Retribution was enough of a promise to encourage my decision to give to the monster that would bring down William, the Brom, even if it meant feeding it my hand, perhaps much more besides.

“William Nightglass paid a visit to me this afternoon.” Inspector Harrow became perfectly still. “He came under the pretense of saying goodbye to Fiona but stayed to threaten me and promise me the world.”

I briefly detailed the fraught exchange, excluding his leering to save myself the shame.

“William paid my father to entice me to Nightglass,” I said, when I’d finished the whole terrible, foolish tale. “That’s why we were arguing. He said he’d done it for my well-being. Apparently, I was never good at hiding from anyone but myself.”

The Inspector was silent, studying the parquet tiles as he absorbed the information, filing it away in whatever perfect system he kept in his mind for tracking the wrongdoings of the Brom.

When his gaze found mine, as cold as it had ever been during interrogations past, he asked, “Was Darren really your father?”

My breath collapsed from my lungs. I couldn’t take offense. I knew why he was asking.

“He was.”

“You sound more sure than most people would be.”

“Fiona and I aren’t Dark Hall children, if that’s what you want to know, Inspector.” This was the moment I chose which secrets weren’t worth the cost of keeping. “My mother was the last Dark Hall child the Blackwickets procured.”

“Are you certain?” he asked pointedly.

I resisted the memory of Thomas’s face, weeping with the red smoke of curses as he died.

“Yes.”

Thomas hadn’t belonged to our family. He’d been a Nightglass. “My mother wanted to break tradition, and couldn’t stand the idea of stealing children, but she believed it was important to carry on the family legacy, so she chose Darren.”

“You make it seem like a transaction. ”

“It might as well have been. I can’t imagine what she saw in him other than an opportunity.”

“You assume she wasn’t in love with him.”

“It doesn’t matter,” I answered, bitter.

The same anger that took me to Darren’s hotel room door clawed through the shock of his loss and reminded me of the pain he’d brought to my life before finally leaving it.

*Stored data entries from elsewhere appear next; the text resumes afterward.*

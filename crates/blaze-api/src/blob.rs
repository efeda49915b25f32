//! Blob storage types.

use serde::{Deserialize, Serialize};
use std::collections::BTreeMap;

/// Custom metadata attached to a stored blob. Passed through untouched.
pub type BlobMetadata = BTreeMap<String, String>;

/// Outcome of a completed upload.
#[derive(Debug, Clone, PartialEq, Eq, Serialize, Deserialize)]
#[serde(rename_all = "camelCase")]
pub struct UploadResult {
    /// Download URL of the stored blob
    pub url: String,
    pub path: String,
    pub name: String,
    pub content_type: String,
    pub size: u64,
    /// Custom metadata as stored (including `uploadedBy` / `uploadedAt`)
    pub metadata: BlobMetadata,
}

/// Metadata of one stored blob as reported by a listing.
#[derive(Debug, Clone, PartialEq, Eq, Serialize, Deserialize)]
#[serde(rename_all = "camelCase")]
pub struct BlobEntry {
    pub name: String,
    pub path: String,
    pub url: String,
    pub content_type: Option<String>,
    pub size: u64,
    /// RFC 3339 creation time
    pub time_created: String,
    pub custom_metadata: BlobMetadata,
}

/// One item of a listing. Items whose metadata cannot be fetched are still
/// reported, with the error in place of the metadata.
#[derive(Debug, Clone, PartialEq, Eq, Serialize, Deserialize)]
#[serde(untagged)]
pub enum BlobListing {
    Entry(BlobEntry),
    Unreadable {
        name: String,
        path: String,
        error: String,
    },
}

impl BlobListing {
    pub fn path(&self) -> &str {
        match self {
            BlobListing::Entry(entry) => &entry.path,
            BlobListing::Unreadable { path, .. } => path,
        }
    }

    pub fn name(&self) -> &str {
        match self {
            BlobListing::Entry(entry) => &entry.name,
            BlobListing::Unreadable { name, .. } => name,
        }
    }

    pub fn entry(&self) -> Option<&BlobEntry> {
        match self {
            BlobListing::Entry(entry) => Some(entry),
            BlobListing::Unreadable { .. } => None,
        }
    }
}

“Maybe she was. She was always so glad when he showed, and her heart broke each time he left. The truth is, he couldn’t handle being here. ”

“This is a difficult house.”

Inspector Harrow’s words were too close to excusing a man who’d been given every opportunity to choose us and never had.

“We were his daughters ,” I said, and the word was broken glass, shattered by the hurling of a stone Darren Rose had thrown again and again.

The force of my anger propelled me a step closer, and the Inspector squared his shoulders, standing his full height, prepared to respond if I chose violence.

“I loved my father until I hated him. He wasn’t a good man, and nothing he ever did, no small amount of decency, ever made up for it. But I didn’t want him dead.”

“Then who would have?”

“The easier question is, who wouldn’t have?

He swindled and hurt a lot of people.” My train of thought stuttered, skipped.

I considered Mr. Thatcher, William’s insistence that he’d had nothing to do with it, Thea’s assurance Patrick hated the Nightglass family and everyone involved with them.

“That man you nearly murdered in the alley.”

“Patrick Farvem,” he said, not denying it.

“Yes.”

“Patrick was found dead this morning on the village green. I was at the scene when I got word about the murder at the Vanderson. ”

My palms grew clammy. Patrick had been in bad shape when I’d left the lounge. “Did you…”

“Like your father, Patrick’s throat had been cut clean.

” His response was measured, but with no gentler an edge than usual.

Inspector Harrow knew the sort of world I’d lived in, knew there was no use in softening the blows.

“Rough business. And here’s the thing—your father worked for the Brom.

Thatcher and Patrick didn’t. Thatcher was a regular Nightglass resident doing his best to get by, and to my knowledge, Patrick Farvem was a thorn in Brom’s side.

None of these men had anything in common, but you, Eleanora. ”

Mr. Thatcher hadn’t let me leave Nightglass, Patrick had tried to stab me, and my father, well, his list was too long.

“You’re insinuating I’m a serial killer?”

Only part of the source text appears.